Today, Wanis is one of the largest specialist food and drink wholesalers in Europe with an annual turnover exceeding £140,000,000, servicing all UK trade sectors in addition to 35 overseas markets across Europe, West Africa, The Caribbean and the USA.
With sites in East London and Milton Keynes, Wanis commissioned a new £20million state-of-the-art distribution centre in Rainham in 2021 as part of their long-term growth plans. Constructed on a brownfield site in Essex, it was completed in April 2022, significantly increasing the capacity of the distribution and delivery function of the business. The Rainham site features dedicated facilities which position the company to further grow the export side of the business including unique stock locations, bulk container handling, picking and racking.
The business is now led by Mr Wadhwani’s two sons – Kapil (Business Development Director) and Sanjay (Managing Director) They are supported on the board by George Phillips (Commercial Director), Adam Reader (Finance Director) and Alam Ameer (Operations Director)
Wanis is Europe’s leading World Food and Drink Wholesalers. Foods of the world have been a star performer in grocery over the past decade with consistent double-digit year-on-year growth. With increasing diversity among our population, allied to Brits continuing to embrace an ever-wider range of cuisines, this doesn’t look to be slowing down anytime soon. With the widest range of World Food brands and products available in the UK, they have seen significant growth in volume based on the trend seen from some 10,000 products stocked by Wanis across all categories and cuisines. World Foods is such a broad category, from Caribbean hero-products like Jerk Seasoning to West African staples such as Fufu Flour and South Asian basmati rice, as well as drinks, snacks and so much more that it is impossible to cover the entire category!

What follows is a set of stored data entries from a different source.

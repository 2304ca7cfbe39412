use std::env;
use std::path::PathBuf;

use pretty_assertions::assert_eq;
use serial_test::serial;

use courtside::config::{parse_llm_provider_model, Config, KNOWN_LLM_PROVIDERS};
use courtside::error::CourtsideError;

const VARS: &[&str] = &[
    "LLM_MODEL",
    "LLM_API_KEY",
    "OPENAI_API_KEY",
    "LLM_BASE_URL",
    "LLM_TIMEOUT",
    "LLM_MAX_RETRIES",
    "LLM_TEMPERATURE",
    "PARSER_USE_LLM",
    "PARSER_LLM_TIMEOUT_SECS",
    "PARSER_CACHE_SIZE",
    "STATS_BASE_URL",
    "STATS_TIMEOUT",
    "STATS_MAX_CONCURRENT_REQUESTS",
    "STATS_ROSTER_PATH",
    "STATS_INDEX_SEASON",
    "PIPELINE_DEFAULT_SEASON",
    "HISTORY_CAPACITY",
    "CHART_OUTPUT_DIR",
];

fn clear_env() {
    for var in VARS {
        env::remove_var(var);
    }
}

#[test]
fn test_llm_config_provider_prefixes() {
    assert_eq!(parse_llm_provider_model("openai/gpt-4o"), ("openai", "gpt-4o"));
    assert_eq!(
        parse_llm_provider_model("openrouter/anthropic/claude-3.5-sonnet"),
        ("openrouter", "anthropic/claude-3.5-sonnet")
    );
    assert_eq!(parse_llm_provider_model("unknown/model-name"), ("local", "unknown/model-name"));
    assert_eq!(KNOWN_LLM_PROVIDERS.len(), 4);
}

#[test]
#[serial]
fn test_defaults_when_env_is_empty() {
    clear_env();

    let config = Config::from_env();

    assert_eq!(config.llm.model, "openai/gpt-4o-mini");
    assert!(config.llm.api_key.is_none());
    assert_eq!(config.llm.max_retries, 0);
    assert!(!config.parser.use_llm);
    assert_eq!(config.pipeline.default_season, "2024-25");
    assert_eq!(config.pipeline.history_capacity, 100);
    assert_eq!(config.stats.index_season, "2024-25");
    assert!(config.stats.roster_path.is_none());
    assert_eq!(config.chart.output_dir, PathBuf::from("charts"));
}

#[test]
#[serial]
fn test_env_overrides() {
    clear_env();
    env::set_var("LLM_MODEL", "ollama/llama3.2");
    env::set_var("LLM_TEMPERATURE", "0.2");
    env::set_var("PARSER_USE_LLM", "true");
    env::set_var("HISTORY_CAPACITY", "25");
    env::set_var("STATS_ROSTER_PATH", "/data/players.json");
    env::set_var("CHART_OUTPUT_DIR", "/tmp/courtside-charts");
    env::set_var("PIPELINE_DEFAULT_SEASON", "2023-24");

    let config = Config::from_env();
    clear_env();

    assert_eq!(config.llm.model, "ollama/llama3.2");
    assert_eq!(config.llm.temperature, Some(0.2));
    assert!(config.parser.use_llm);
    assert_eq!(config.pipeline.history_capacity, 25);
    assert_eq!(config.pipeline.default_season, "2023-24");
    assert_eq!(config.stats.roster_path, Some(PathBuf::from("/data/players.json")));
    assert_eq!(config.chart.output_dir, PathBuf::from("/tmp/courtside-charts"));
    assert!(config.validate().is_ok());
}

#[test]
#[serial]
fn test_openai_key_is_a_fallback() {
    clear_env();
    env::set_var("OPENAI_API_KEY", "sk-openai");

    assert_eq!(Config::from_env().llm.api_key.as_deref(), Some("sk-openai"));

    env::set_var("LLM_API_KEY", "sk-primary");
    assert_eq!(Config::from_env().llm.api_key.as_deref(), Some("sk-primary"));

    env::set_var("LLM_API_KEY", "   ");
    assert_eq!(Config::from_env().llm.api_key.as_deref(), Some("sk-openai"));
    clear_env();
}

#[test]
#[serial]
fn test_invalid_numbers_fall_back_to_defaults() {
    clear_env();
    env::set_var("LLM_TIMEOUT", "soon");
    env::set_var("HISTORY_CAPACITY", "-3");
    env::set_var("PARSER_USE_LLM", "yes please");
    env::set_var("LLM_TEMPERATURE", "warm");

    let config = Config::from_env();
    clear_env();

    assert_eq!(config.llm.timeout_secs, 30);
    assert_eq!(config.pipeline.history_capacity, 100);
    assert!(!config.parser.use_llm);
    assert_eq!(config.llm.temperature, None);
}

#[test]
#[serial]
fn test_validate_rejects_unusable_settings() {
    clear_env();

    let missing_key = Config::from_env().validate();
    match missing_key {
        Err(CourtsideError::Config(message)) => assert!(message.contains("LLM_API_KEY")),
        other => panic!("Expected config error, got: {other:?}"),
    }

    env::set_var("LLM_API_KEY", "sk-test");
    env::set_var("HISTORY_CAPACITY", "0");
    let err = Config::from_env().validate().unwrap_err();
    assert!(err.to_string().contains("HISTORY_CAPACITY"));
    assert_eq!(err.exit_code(), 2);

    env::set_var("HISTORY_CAPACITY", "10");
    env::set_var("PIPELINE_DEFAULT_SEASON", "2024");
    let err = Config::from_env().validate().unwrap_err();
    assert!(err.to_string().contains("PIPELINE_DEFAULT_SEASON"));

    clear_env();
}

Among their 200-strong team across all the Wanis sites, they number 28 nationalities and ethnicities with 25 languages spoken, making them a truly inclusive employer. The business serves many communities across the UK and further afield, and it is through having members of these communities in the Wanis family that they feel they are really able to connect with the range of people who are ultimately their customers.
Wanis believes community starts with their team and strongly believe in the ethos that the staff are all part of the “Wanis family”. They value everyone equally, and this is illustrated by the results of their annual employee satisfaction survey.
They know each other’s children and spouses and regularly celebrate together at various events, one of the most popular being the summer BBQ where staff are encouraged to bring their families to a day of games, fun, music and food.
They are proud to be a valued part of the local community, both as an employer and in their work with local stakeholders such as Counsellors, MPs and Mayors to support their initiatives.
Their new warehouse in Rainham has resulted in more sales space in their Leyton Cash and Carry, including a large range of frozen products.
Charity
To celebrate their 60th year Wanis is donating £60,000 of grants to charities and community groups. They are also hosting a party for their suppliers, customers, and partners to say thank you to those who have helped the company to grow over the years.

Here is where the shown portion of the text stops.